Kafka e Campos trabalharam juntos no gabinete de Eugênio Gudin, enquanto este foi ministro da Fazenda do governo de Café Filho, entre agosto de 1954 e abril de 1955, após Getúlio Vargas ter dado cabo da própria vida. Foi durante esse período que Alexandre, cujo espírito jocoso não devia nada ao de Roberto, passou a esboçar “Leis” encharcadas de sarcasmo, as quais permitiriam “compreender” a lógica da economia brasileira – que à época era tão ilógica quanto atualmente.  

Das dez “Leis”, a nona diz respeito à “transferência da culpa”, cujo postulado é o seguinte: “É menos importante encontrar soluções do que ter bodes expiatórios”. A título de complemento, Campos escreve: “As frustrações do subdesenvolvimento criam a necessidade de odiar e de procurar causas externas à nação, no domínio da magia e da conspiração, para explicar a nossa pobreza.” Mais adiante, podemos ler uma citação de Bertrand Russell, trazida a lume para reforçar o fato de que nós, segundo Campos,  sempre “precisamos de um bom e renovado estoque de bodes expiatórios”. Eis o texto do filósofo galês: “Não gostamos de ser privados de nossos inimigos; desejamos odiar alguém quando sofremos. Seria tão deprimente pensar que sofremos porque somos tolos; contudo, tomada a humanidade em seu conjunto, essa é a pura verdade! Por esse motivo, nenhum partido político pode adquirir força motriz exceto através do ódio: precisa expor alguém à execração.”

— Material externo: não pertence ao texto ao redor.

//! Fibonacci heap priority queue with decrease-key support
//!
//! This crate provides a mergeable min-priority queue over `(key, value)`
//! pairs, implemented as a Fibonacci heap on top of a generational arena.
//!
//! # Complexity
//!
//! | Operation | Cost |
//! |---|---|
//! | `insert`, `peek_min`, `decrease_key` | O(1) amortized |
//! | `extract_min`, `delete` | O(log n) amortized |
//! | `meld` | O(1) ring splice, plus moving the consumed heap's records |
//!
//! # Example
//!
//! ```rust
//! use fibonacci_pq::FibonacciHeap;
//!
//! let mut heap = FibonacciHeap::new();
//! let handle1 = heap.insert(5, "item1");
//! let _handle2 = heap.insert(3, "item2");
//! heap.decrease_key(&handle1, 1).unwrap();
//! assert_eq!(heap.peek_min(), Ok((&1, &"item1")));
//! ```
//!
//! Handles are non-owning and checked: once their element is extracted or
//! deleted, or when used with a different heap, operations report
//! [`HeapError::InvalidHandle`] instead of touching memory they do not own.
//!
//! The heap is single-threaded; share it behind a lock if needed.

pub mod degree;
pub mod fibonacci;
mod storage;
pub mod traits;

// Re-export the main types for convenience
pub use fibonacci::{FibonacciHandle, FibonacciHeap, InvariantViolation, TreeView};
pub use traits::{AddressableQueue, Handle, HeapError, PriorityQueue};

A necessidade de transferir a culpa a outrem, de “expor alguém à execração”, a fim de purgar problemas que são inerentes a determinada comunidade, é um fenômeno ubíquo ao longo da história. “Malhar o Judas” traz sempre uma catarse. Catarse esta que estabelece uma paz momentânea para os entreveros fratricidas. No caso especial explorado pela dupla Campos-Kafka, a “comunidade dos economicamente subdesenvolvidos” prefere culpar a comunidade das formigas, a icterícia ou o “imperialismo ianque” a reconhecer que ela própria tem parte na crise instalada.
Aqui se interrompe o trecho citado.